This is a submission for the Pulumi Deploy and Document Challenge: Get Creative with Pulumi and GitHub
What I Built
Managing GitHub milestones can be a tedious task, especially when it comes to tracking progress and keeping teams motivated. The "GitHub Milestone Motivator" is a creative solution built with Pulumi and the GitHub API to automate this process. It tracks milestone progress across repositories, posts encouraging comments on open issues (e.g., "Halfway there at 50%!") when progress hits key thresholds (25%, 50%, 75%, 100%), and assigns a "Milestone Star" label when a milestone is fully completed. Using Pulumi’s Automation API, this tool simplifies repository management and boosts team morale with minimal effort.
Live Demo Link
Demo link:
- https://github.com/demo-longphan/frontend (my tested repo before publishing this submission)
- https://github.com/demo-longphan/smart-contract
Project Repo
Github repository: https://github.com/longphanquangminh/creative-pulumi-github-contest (Including complete README documentation)
My Journey
Before proceeding with the implementation, I drafted a business logic diagram as follows:
Explaination: When the program is executed, it will scan all the repositories defined by the user. For each repository, it will check its milestones, and within each milestone, it will examine the related issues. There are two possible scenarios:
- If the milestone is not completed yet, the program will check the progress percentage. Based on the percentage (25%, 50%, 75%, or 100%), it will display an encouraging message accordingly.

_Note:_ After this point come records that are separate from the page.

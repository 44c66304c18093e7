// src/engine/queue.rs

use std::collections::BTreeSet;

use tracing::debug;

use crate::dag::TaskId;

/// Triggers that arrive while a build is already running.
///
/// Triggers coalesce: however many times a task is triggered during one
/// build, it runs once afterwards. Draining hands back every queued task as
/// a single batch for the next build.
#[derive(Debug, Default)]
pub struct TriggerQueue {
    pending: BTreeSet<TaskId>,
    /// Triggers recorded since creation, including coalesced duplicates.
    received: usize,
}

impl TriggerQueue {
    pub fn new() -> Self {
        Self::default()
    }

    pub fn is_empty(&self) -> bool {
        self.pending.is_empty()
    }

    /// Number of distinct queued tasks.
    pub fn len(&self) -> usize {
        self.pending.len()
    }

    pub fn received(&self) -> usize {
        self.received
    }

    pub fn record_trigger(&mut self, task: TaskId) {
        self.received += 1;
        let inserted = self.pending.insert(task);
        debug!(task = %task, inserted, "queued trigger");
    }

    /// Take every queued task, in `TaskId` order.
    pub fn drain_pending(&mut self) -> Vec<TaskId> {
        let drained: Vec<TaskId> = std::mem::take(&mut self.pending).into_iter().collect();
        if !drained.is_empty() {
            debug!(tasks = ?drained, "drained queued triggers");
        }
        drained
    }
}
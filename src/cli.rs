// src/cli.rs

//! CLI argument parsing using `clap`.

use clap::{Parser, ValueEnum};

/// Command-line arguments for `assetflow`.
#[derive(Debug, Clone, Parser)]
#[command(
    name = "assetflow",
    version,
    about = "Build theme assets: copy vendor fonts, compile styles, bundle scripts, watch for changes.",
    long_about = None
)]
pub struct CliArgs {
    /// Task to run (default, components, css, scss-lint, scss-build, js,
    /// es-lint, js-build, watch, or one of the move-components-* tasks).
    #[arg(value_name = "TASK", default_value = "default")]
    pub task: String,

    /// Path to the optional JSON override file.
    ///
    /// The directory containing it is treated as the project root.
    #[arg(long, value_name = "PATH", default_value = crate::config::DEFAULT_CONFIG_FILE)]
    pub config: String,

    /// Logging level (error, warn, info, debug, trace).
    ///
    /// If omitted, `ASSETFLOW_LOG` or a default level will be used.
    #[arg(long, value_enum, value_name = "LEVEL")]
    pub log_level: Option<LogLevel>,

    /// Load config, print the execution plan, but don't build anything.
    #[arg(long)]
    pub dry_run: bool,
}

/// Log level as exposed on the CLI.
#[derive(Debug, Copy, Clone, ValueEnum)]
pub enum LogLevel {
    Error,
    Warn,
    Info,
    Debug,
    Trace,
}

/// Convenience wrapper around `CliArgs::parse()`.
pub fn parse() -> CliArgs {
    CliArgs::parse()
}
// src/script/include.rs

//! `//= require` / `//= include` directive expansion.

use std::collections::HashSet;
use std::path::{Component, Path, PathBuf};
use std::sync::{Arc, OnceLock};

use regex::Regex;
use tracing::{debug, warn};

use crate::assets::FileSet;
use crate::assets::fileset::is_glob;
use crate::fs::FileSystem;
use crate::pipeline::{Artifact, Transform, TransformError};

#[derive(Debug, Clone, Copy, PartialEq, Eq)]
pub enum DirectiveKind {
    /// Inline once per bundle.
    Require,
    /// Inline every time.
    Include,
    RequireTree,
    IncludeTree,
}

impl DirectiveKind {
    fn parse(word: &str) -> Option<Self> {
        match word {
            "require" => Some(Self::Require),
            "include" => Some(Self::Include),
            "require_tree" => Some(Self::RequireTree),
            "include_tree" => Some(Self::IncludeTree),
            _ => None,
        }
    }

    fn once(self) -> bool {
        matches!(self, Self::Require | Self::RequireTree)
    }

    fn tree(self) -> bool {
        matches!(self, Self::RequireTree | Self::IncludeTree)
    }
}

#[derive(Debug, Clone, PartialEq, Eq)]
pub struct Directive {
    pub kind: DirectiveKind,
    pub reference: String,
}

fn directive_regex() -> &'static Regex {
    static RE: OnceLock<Regex> = OnceLock::new();
    RE.get_or_init(|| {
        Regex::new(r#"^\s*//=\s*(require_tree|include_tree|require|include)\s+["']?([^"'\s]+)["']?\s*$"#)
            .expect("static regex is valid")
    })
}

/// Parse a directive line; `None` for ordinary lines.
pub fn parse_directive(line: &str) -> Option<Directive> {
    let caps = directive_regex().captures(line.trim_end_matches(['\r', '\n']))?;
    Some(Directive {
        kind: DirectiveKind::parse(caps.get(1)?.as_str())?,
        reference: caps.get(2)?.as_str().to_string(),
    })
}

/// Expands include directives in place.
///
/// A reference is looked up relative to the including file's directory and
/// then each search path in order; the first base that yields files wins.
/// Unresolvable references and include cycles are logged and the directive
/// line is left as is (it is a comment, so the bundle stays valid).
#[derive(Debug, Clone)]
pub struct IncludeResolver {
    fs: Arc<dyn FileSystem>,
    search_paths: Vec<PathBuf>,
}

struct Expansion {
    stack: Vec<PathBuf>,
    required: HashSet<PathBuf>,
    unresolved: Vec<String>,
}

impl IncludeResolver {
    pub fn new(fs: Arc<dyn FileSystem>, search_paths: Vec<PathBuf>) -> Self {
        Self { fs, search_paths }
    }

    /// Files a directive in `from` refers to, sorted; empty when nothing
    /// matches.
    pub fn resolve(&self, from: &Path, directive: &Directive) -> Vec<PathBuf> {
        let own_dir = from.parent().map(Path::to_path_buf);
        for base in own_dir.iter().chain(self.search_paths.iter()) {
            let found = self.resolve_in(base, directive);
            if !found.is_empty() {
                return found;
            }
        }
        Vec::new()
    }

    fn resolve_in(&self, base: &Path, directive: &Directive) -> Vec<PathBuf> {
        let reference = directive.reference.as_str();

        if directive.kind.tree() {
            return self.select(FileSet::new(normalize(&base.join(reference))).include("**/*.js"));
        }

        if is_glob(reference) {
            let (dir, pattern) = split_glob(reference);
            return self.select(FileSet::new(normalize(&base.join(dir))).include(pattern));
        }

        let mut candidate = normalize(&base.join(reference));
        if candidate.extension().is_none() {
            candidate.set_extension("js");
        }
        if self.fs.is_file(&candidate) {
            vec![candidate]
        } else {
            Vec::new()
        }
    }

    fn select(&self, set: FileSet) -> Vec<PathBuf> {
        match set.resolve(self.fs.as_ref()) {
            Ok(files) => files.into_iter().map(|f| normalize(&f.path)).collect(),
            Err(e) => {
                warn!(base = ?set.base(), error = %e, "failed to list include candidates");
                Vec::new()
            }
        }
    }

    fn expand(
        &self,
        path: &Path,
        source: &str,
        state: &mut Expansion,
    ) -> Result<String, TransformError> {
        let mut out = String::with_capacity(source.len());

        for line in source.split_inclusive('\n') {
            let Some(directive) = parse_directive(line) else {
                out.push_str(line);
                continue;
            };

            let files = self.resolve(path, &directive);
            if files.is_empty() {
                warn!(file = ?path, reference = %directive.reference, "include not found; directive left in place");
                state.unresolved.push(directive.reference.clone());
                out.push_str(line);
                continue;
            }

            let mut keep_line = false;
            for file in files {
                if state.stack.contains(&file) {
                    warn!(file = ?path, include = ?file, "include cycle; directive left in place");
                    keep_line = true;
                    continue;
                }
                if directive.kind.once() && !state.required.insert(file.clone()) {
                    debug!(include = ?file, "already required; skipping");
                    continue;
                }

                let text = self
                    .fs
                    .read_to_string(&file)
                    .map_err(|e| TransformError::Message {
                        file: file.display().to_string(),
                        message: e.to_string(),
                    })?;

                debug!(include = ?file, "inlining");
                state.stack.push(file.clone());
                let inlined = self.expand(&file, &text, state);
                state.stack.pop();
                let inlined = inlined?;

                out.push_str(&inlined);
                if !inlined.ends_with('\n') {
                    out.push('\n');
                }
            }
            if keep_line {
                out.push_str(line);
            }
        }

        Ok(out)
    }

    /// Expand directives in `source` (read from `path`). Returns the bundle
    /// and the references that could not be resolved.
    pub fn expand_source(
        &self,
        path: &Path,
        source: &str,
    ) -> Result<(String, Vec<String>), TransformError> {
        let entry = normalize(path);
        let mut state = Expansion {
            stack: vec![entry.clone()],
            required: HashSet::from([entry.clone()]),
            unresolved: Vec::new(),
        };
        let bundle = self.expand(&entry, source, &mut state)?;
        Ok((bundle, state.unresolved))
    }
}

impl Transform for IncludeResolver {
    fn name(&self) -> &str {
        "include"
    }

    fn apply(&self, input: Artifact) -> Result<Artifact, TransformError> {
        let path = PathBuf::from(&input.name);
        let (bundle, _unresolved) = self.expand_source(&path, input.text()?)?;
        Ok(input.with_contents(bundle))
    }
}

/// Split `lib/**/*.js` into the literal directory `lib` and the pattern.
fn split_glob(reference: &str) -> (PathBuf, String) {
    let parts: Vec<&str> = reference.split('/').collect();
    let literal = parts.iter().take_while(|p| !is_glob(p)).count();
    let dir: PathBuf = parts[..literal].iter().collect();
    (dir, parts[literal..].join("/"))
}

/// Lexically drop `.` and fold `..` components.
fn normalize(path: &Path) -> PathBuf {
    let mut out = PathBuf::new();
    for component in path.components() {
        match component {
            Component::CurDir => {}
            Component::ParentDir => {
                if !out.pop() {
                    out.push("..");
                }
            }
            other => out.push(other.as_os_str()),
        }
    }
    out
}
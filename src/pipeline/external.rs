// src/pipeline/external.rs

//! Shell command used as a pipeline step.

use std::io::Write;
use std::process::{Command, Stdio};

use tracing::{debug, info};

use super::{Artifact, Transform, TransformError};

/// Pipes the artifact through `sh -c <cmd>` (or `cmd /C` on Windows).
///
/// The buffer is written to the child's stdin and its stdout becomes the new
/// contents. A non-zero exit fails the step with the child's stderr.
#[derive(Debug, Clone)]
pub struct ExternalFilter {
    step_name: String,
    cmd: String,
}

impl ExternalFilter {
    pub fn new(step_name: impl Into<String>, cmd: impl Into<String>) -> Self {
        Self {
            step_name: step_name.into(),
            cmd: cmd.into(),
        }
    }

    fn command(&self) -> Command {
        if cfg!(windows) {
            let mut c = Command::new("cmd");
            c.arg("/C").arg(&self.cmd);
            c
        } else {
            let mut c = Command::new("sh");
            c.arg("-c").arg(&self.cmd);
            c
        }
    }
}

impl Transform for ExternalFilter {
    fn name(&self) -> &str {
        &self.step_name
    }

    fn apply(&self, input: Artifact) -> Result<Artifact, TransformError> {
        info!(step = %self.step_name, cmd = %self.cmd, artifact = %input.name, "running external tool");

        let fail = |message: String| TransformError::Message {
            file: input.name.clone(),
            message,
        };

        let mut child = self
            .command()
            .stdin(Stdio::piped())
            .stdout(Stdio::piped())
            .stderr(Stdio::piped())
            .spawn()
            .map_err(|e| fail(format!("spawning '{}': {e}", self.cmd)))?;

        // Feed stdin from another thread so a chatty child can't deadlock us
        // on a full stdout pipe.
        let writer = child.stdin.take().map(|mut stdin| {
            let data = input.contents.clone();
            std::thread::spawn(move || stdin.write_all(&data))
        });

        let output = child
            .wait_with_output()
            .map_err(|e| fail(format!("waiting for '{}': {e}", self.cmd)))?;

        if let Some(handle) = writer {
            match handle.join() {
                Ok(Ok(())) => {}
                Ok(Err(e)) => debug!(error = %e, "external tool closed stdin early"),
                Err(_) => return Err(fail("stdin writer thread panicked".to_string())),
            }
        }

        if !output.status.success() {
            let code = output.status.code().unwrap_or(-1);
            let stderr = String::from_utf8_lossy(&output.stderr);
            return Err(fail(format!(
                "'{}' exited with code {code}: {}",
                self.cmd,
                stderr.trim()
            )));
        }

        Ok(input.with_contents(output.stdout))
    }
}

- If the milestone is 100% complete, a congratulatory comment will be added by the manager to the representative issue (the last issue) to celebrate the team’s success.

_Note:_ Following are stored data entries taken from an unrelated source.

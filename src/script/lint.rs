// src/script/lint.rs

//! Script lint rules.
//!
//! `no-trailing-spaces`, `eol-last` and `semi` are fixable;
//! `no-debugger` and `max-len` are only reported.

use std::path::Path;
use std::sync::OnceLock;

use regex::Regex;

use super::lexer::{self, LineState, SegmentKind};
use crate::lint::{Diagnostic, Severity};

pub const MAX_LINE_LENGTH: usize = 120;

const STATEMENT_KEYWORDS: &[&str] = &[
    "var", "let", "const", "return", "throw", "break", "continue", "import", "export",
];

const CONTROL_KEYWORDS: &[&str] = &[
    "if", "else", "for", "while", "do", "switch", "case", "default", "try", "catch", "finally",
    "function", "class", "async", "with",
];

/// A line ending in one of these continues on the next line.
const CONTINUES_AFTER: &[char] = &[
    ';', '{', '}', '(', '[', ',', '.', '+', '-', '*', '/', '%', '=', '&', '|', '?', ':', '<', '>',
    '!', '~', '^', '\\',
];

/// A next line starting with one of these continues the previous one.
const CONTINUES_BEFORE: &[char] = &[
    '.', ',', '+', '-', '*', '/', '%', '=', '&', '|', '?', ':', '(', '[', '`', ')', ']',
];

fn expression_statement_regex() -> &'static Regex {
    static RE: OnceLock<Regex> = OnceLock::new();
    RE.get_or_init(|| {
        Regex::new(r"^[A-Za-z_$][\w$]*(?:\.[A-Za-z_$][\w$]*)*\s*(?:\(|=(?:[^=>]|$)|\+\+|--|[-+*/]=)")
            .expect("static regex is valid")
    })
}

fn debugger_regex() -> &'static Regex {
    static RE: OnceLock<Regex> = OnceLock::new();
    RE.get_or_init(|| Regex::new(r"\bdebugger\b").expect("static regex is valid"))
}

fn first_word(code: &str) -> &str {
    let end = code
        .find(|c: char| !(c.is_ascii_alphanumeric() || c == '_' || c == '$'))
        .unwrap_or(code.len());
    &code[..end]
}

/// Per-line view used by the rules.
struct Lines<'a> {
    source: Vec<&'a str>,
    masked: Vec<String>,
    states: Vec<LineState>,
    /// `(`/`[` nesting depth at the start of each line.
    depth_before: Vec<i64>,
}

impl<'a> Lines<'a> {
    fn new(source: &'a str) -> Self {
        let masked_source = lexer::mask(source);
        let masked: Vec<String> = masked_source.lines().map(str::to_string).collect();
        let states = lexer::line_states(source);

        let mut depth = 0i64;
        let mut depth_before = Vec::with_capacity(masked.len());
        for line in &masked {
            depth_before.push(depth);
            for c in line.chars() {
                match c {
                    '(' | '[' => depth += 1,
                    ')' | ']' => depth -= 1,
                    _ => {}
                }
            }
        }

        Self {
            source: source.lines().collect(),
            masked,
            states,
            depth_before,
        }
    }

    fn state(&self, idx: usize) -> LineState {
        self.states.get(idx).copied().unwrap_or_default()
    }

    fn depth_after(&self, idx: usize) -> i64 {
        self.depth_before
            .get(idx + 1)
            .copied()
            .unwrap_or_else(|| self.depth_before.get(idx).copied().unwrap_or(0))
    }

    /// Char index at which a missing semicolon belongs, if the line needs one.
    fn missing_semicolon(&self, idx: usize) -> Option<usize> {
        let state = self.state(idx);
        if state.starts_in.is_some() || state.ends_in.is_some() {
            return None;
        }
        if self.depth_before.get(idx).copied().unwrap_or(0) != 0 || self.depth_after(idx) != 0 {
            return None;
        }

        let masked = self.masked.get(idx)?;
        let code = masked.trim();
        if code.is_empty() {
            return None;
        }

        let word = first_word(code);
        if CONTROL_KEYWORDS.contains(&word) {
            return None;
        }
        let is_statement = STATEMENT_KEYWORDS.contains(&word)
            || expression_statement_regex().is_match(code);
        if !is_statement {
            return None;
        }

        let last = code.chars().last()?;
        if CONTINUES_AFTER.contains(&last) {
            return None;
        }

        let next = self.masked[idx + 1..]
            .iter()
            .map(|l| l.trim_start())
            .find(|l| !l.is_empty());
        if let Some(next) = next {
            if next.starts_with(CONTINUES_BEFORE) {
                return None;
            }
        }

        Some(masked.trim_end().chars().count())
    }
}

/// Report every violation in `source`.
pub fn check_script_source(path: &Path, source: &str) -> Vec<Diagnostic> {
    let lines = Lines::new(source);
    let mut out = Vec::new();
    let diag = |line: usize, column: usize, rule: &'static str, severity, message: &str| {
        Diagnostic {
            file: path.to_path_buf(),
            line,
            column,
            rule,
            severity,
            message: message.to_string(),
        }
    };

    for (idx, line) in lines.source.iter().enumerate() {
        let number = idx + 1;
        let state = lines.state(idx);

        let trimmed = line.trim_end();
        if trimmed.len() != line.len() && state.ends_in != Some(SegmentKind::Template) {
            out.push(diag(
                number,
                trimmed.chars().count() + 1,
                "no-trailing-spaces",
                Severity::Warning,
                "Trailing spaces not allowed.",
            ));
        }

        if let Some(col) = lines.missing_semicolon(idx) {
            out.push(diag(
                number,
                col + 1,
                "semi",
                Severity::Warning,
                "Missing semicolon.",
            ));
        }

        if let Some(m) = lines.masked.get(idx).and_then(|l| debugger_regex().find(l)) {
            let col = lines.masked[idx][..m.start()].chars().count() + 1;
            out.push(diag(
                number,
                col,
                "no-debugger",
                Severity::Error,
                "Unexpected 'debugger' statement.",
            ));
        }

        let width = line.chars().count();
        if width > MAX_LINE_LENGTH {
            out.push(Diagnostic {
                file: path.to_path_buf(),
                line: number,
                column: MAX_LINE_LENGTH + 1,
                rule: "max-len",
                severity: Severity::Warning,
                message: format!(
                    "This line has a length of {width}. Maximum allowed is {MAX_LINE_LENGTH}."
                ),
            });
        }
    }

    if !source.is_empty() && !source.ends_with('\n') {
        let last = lines.source.last().copied().unwrap_or("");
        out.push(diag(
            lines.source.len().max(1),
            last.chars().count() + 1,
            "eol-last",
            Severity::Warning,
            "Newline required at end of file but not found.",
        ));
    }

    out
}

/// Apply every fixable rule. Returns the source unchanged when nothing
/// needed fixing.
pub fn fix_script_source(source: &str) -> String {
    let lines = Lines::new(source);
    let line_ending = if source.contains("\r\n") { "\r\n" } else { "\n" };
    let mut out = String::with_capacity(source.len() + 16);

    for (idx, line) in lines.source.iter().enumerate() {
        let mut fixed = if lines.state(idx).ends_in == Some(SegmentKind::Template) {
            line.to_string()
        } else {
            line.trim_end().to_string()
        };

        if let Some(col) = lines.missing_semicolon(idx) {
            let at = fixed
                .char_indices()
                .nth(col)
                .map_or(fixed.len(), |(byte, _)| byte);
            fixed.insert(at, ';');
        }

        out.push_str(&fixed);
        if idx + 1 < lines.source.len() {
            out.push_str(line_ending);
        }
    }

    if !source.is_empty() {
        out.push_str(line_ending);
    }
    out
}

This isn’t just my story — it’s an instruction manual for anyone on a similar journey. To apply these lessons effectively in a management context, follow the steps below:
👣 Step 1: Create a milestone in the repository (Go to Repo -> click Issues -> click Milestone tag to create.
👣 Step 2: Once the milestone is created, start working on the project. There will be tasks/issues — when creating them, make sure to tag them with the corresponding milestone.

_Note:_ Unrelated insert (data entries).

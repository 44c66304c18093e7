// src/lint.rs

//! Diagnostics shared by the style and script linters.

use std::fmt;
use std::path::PathBuf;

use tracing::{info, warn};

#[derive(Debug, Clone, Copy, PartialEq, Eq, PartialOrd, Ord)]
pub enum Severity {
    Warning,
    Error,
}

/// One lint finding.
#[derive(Debug, Clone, PartialEq, Eq)]
pub struct Diagnostic {
    pub file: PathBuf,
    /// 1-based.
    pub line: usize,
    /// 1-based.
    pub column: usize,
    pub rule: &'static str,
    pub severity: Severity,
    pub message: String,
}

impl fmt::Display for Diagnostic {
    fn fmt(&self, f: &mut fmt::Formatter<'_>) -> fmt::Result {
        write!(
            f,
            "{}:{}:{} [{}] {}",
            self.file.display(),
            self.line,
            self.column,
            self.rule,
            self.message
        )
    }
}

/// Result of linting a set of files.
#[derive(Debug, Clone, Default, PartialEq, Eq)]
pub struct LintReport {
    pub files_checked: usize,
    /// Files rewritten by autofix.
    pub files_fixed: Vec<PathBuf>,
    /// Violations left after fixing.
    pub diagnostics: Vec<Diagnostic>,
}

impl LintReport {
    pub fn is_clean(&self) -> bool {
        self.diagnostics.is_empty()
    }

    pub fn count(&self, rule: &str) -> usize {
        self.diagnostics.iter().filter(|d| d.rule == rule).count()
    }

    /// Emit every diagnostic as a `warn!` event plus an `info!` summary.
    pub fn log(&self, linter: &str) {
        for d in &self.diagnostics {
            warn!(linter, "{d}");
        }
        info!(
            linter,
            files = self.files_checked,
            fixed = self.files_fixed.len(),
            problems = self.diagnostics.len(),
            "lint finished"
        );
    }
}
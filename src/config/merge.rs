// src/config/merge.rs

//! Deep merge of a user override over the built-in defaults.

use serde_json::{Map, Value};

use crate::config::model::BuildConfig;
use crate::errors::{AssetflowError, Result};

/// Legacy section/key names accepted in override files, mapped to the
/// canonical ones. Section aliases apply at the top level, key aliases inside
/// any nested object.
const SECTION_ALIASES: &[(&str, &str)] = &[("athena", "vendor")];
const KEY_ALIASES: &[(&str, &str)] = &[("scssPath", "stylePath"), ("jsPath", "scriptPath")];

/// Merge `overlay` into `base` in place.
///
/// - Objects are merged key by key, recursively, so overriding one nested
///   field keeps its siblings.
/// - Any other value in `overlay` replaces the one in `base` wholesale.
/// - `null` in `overlay` leaves `base` untouched.
pub fn merge_values(base: &mut Value, overlay: Value) {
    match (base, overlay) {
        (_, Value::Null) => {}
        (Value::Object(base_map), Value::Object(overlay_map)) => {
            for (key, value) in overlay_map {
                match base_map.get_mut(&key) {
                    Some(existing) => merge_values(existing, value),
                    None => {
                        if !value.is_null() {
                            base_map.insert(key, value);
                        }
                    }
                }
            }
        }
        (slot, value) => *slot = value,
    }
}

/// Rewrite legacy names in an override document to their canonical form.
///
/// A legacy name is only renamed when the canonical one is not also present;
/// otherwise the canonical entry wins and the legacy one is dropped.
pub fn normalize_aliases(value: Value) -> Value {
    match value {
        Value::Object(map) => {
            let renamed = rename_keys(map, SECTION_ALIASES);
            let nested = renamed
                .into_iter()
                .map(|(k, v)| (k, normalize_nested(v)))
                .collect();
            Value::Object(nested)
        }
        other => other,
    }
}

fn normalize_nested(value: Value) -> Value {
    match value {
        Value::Object(map) => Value::Object(rename_keys(map, KEY_ALIASES)),
        other => other,
    }
}

fn rename_keys(map: Map<String, Value>, aliases: &[(&str, &str)]) -> Map<String, Value> {
    let mut out = Map::new();
    let mut legacy = Vec::new();

    for (key, value) in map {
        match aliases.iter().find(|(from, _)| *from == key) {
            Some((_, to)) => legacy.push((to.to_string(), value)),
            None => {
                out.insert(key, value);
            }
        }
    }

    for (key, value) in legacy {
        out.entry(key).or_insert(value);
    }

    out
}

/// Produce the effective configuration from the defaults and an optional
/// override document.
///
/// No validation is performed. Values of the wrong JSON type are coerced (see
/// [`super::lenient`]) and empty or nonsensical paths are carried through
/// as-is; they only surface when a builder tries to use them. The only error
/// is an override document that is not an object.
pub fn merge(default: &BuildConfig, overlay: Option<Value>) -> Result<BuildConfig> {
    let Some(overlay) = overlay else {
        return Ok(default.clone());
    };

    if !overlay.is_object() && !overlay.is_null() {
        return Err(AssetflowError::ConfigError(format!(
            "override must be a JSON object (got {})",
            json_kind(&overlay)
        )));
    }

    let mut merged = serde_json::to_value(default)?;
    merge_values(&mut merged, normalize_aliases(overlay));

    serde_json::from_value(merged).map_err(|e| {
        AssetflowError::ConfigError(format!("override could not be applied: {e}"))
    })
}

fn json_kind(value: &Value) -> &'static str {
    match value {
        Value::Null => "null",
        Value::Bool(_) => "a boolean",
        Value::Number(_) => "a number",
        Value::String(_) => "a string",
        Value::Array(_) => "an array",
        Value::Object(_) => "an object",
    }
}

👣 Step 3: After creating an issue/task, typically following the SDLC (Software Development Life Cycle), we will start coding or fixing bugs for those features. Once completed, we simply close the issue and move on to the next one.
In this demo, I will only create one issue.
👣 Step 4: Run "npm run dev" and wait for the result.
As you can see in the image, the comment has been created and a label has been assigned to highlight the issue and boost the morale of software engineers.
With this setup, managers no longer need to manually go through each step via the UI — the tool already contains the necessary logic. Just by running a single command, it will execute everything automatically.
While building the "GitHub Milestone Motivator" with Pulumi, I hit a roadblock: the GitHub Provider doesn’t support IssueComment. I wanted to post motivational messages on issues to track milestone progress, so I turned to Octokit to fill the gap. Integrating Octokit let me add comments like "Halfway there at 50%!" directly to issues, bypassing Pulumi’s limitation. The challenge was finding a clean way to weave this into my workflow, but once I got it working, I learned how powerful it is to combine Pulumi’s infrastructure management with Octokit’s flexibility for dynamic GitHub interactions.
Using Pulumi with GitHub
In the "GitHub Milestone Motivator," I used Pulumi to declaratively manage GitHub repositories and create the "Milestone Star" label when a milestone hits 100%. By leveraging Pulumi’s Automation API, I automated resource provisioning in a repeatable, code-driven way. This was beneficial because it ensured consistent setup across runs, simplified tracking of infrastructure state, and let me focus on the logic rather than manual API calls. While Pulumi couldn’t handle issue comments due to the missing IssueComment resource, its strength in managing static resources paired perfectly with Octokit for dynamic actions.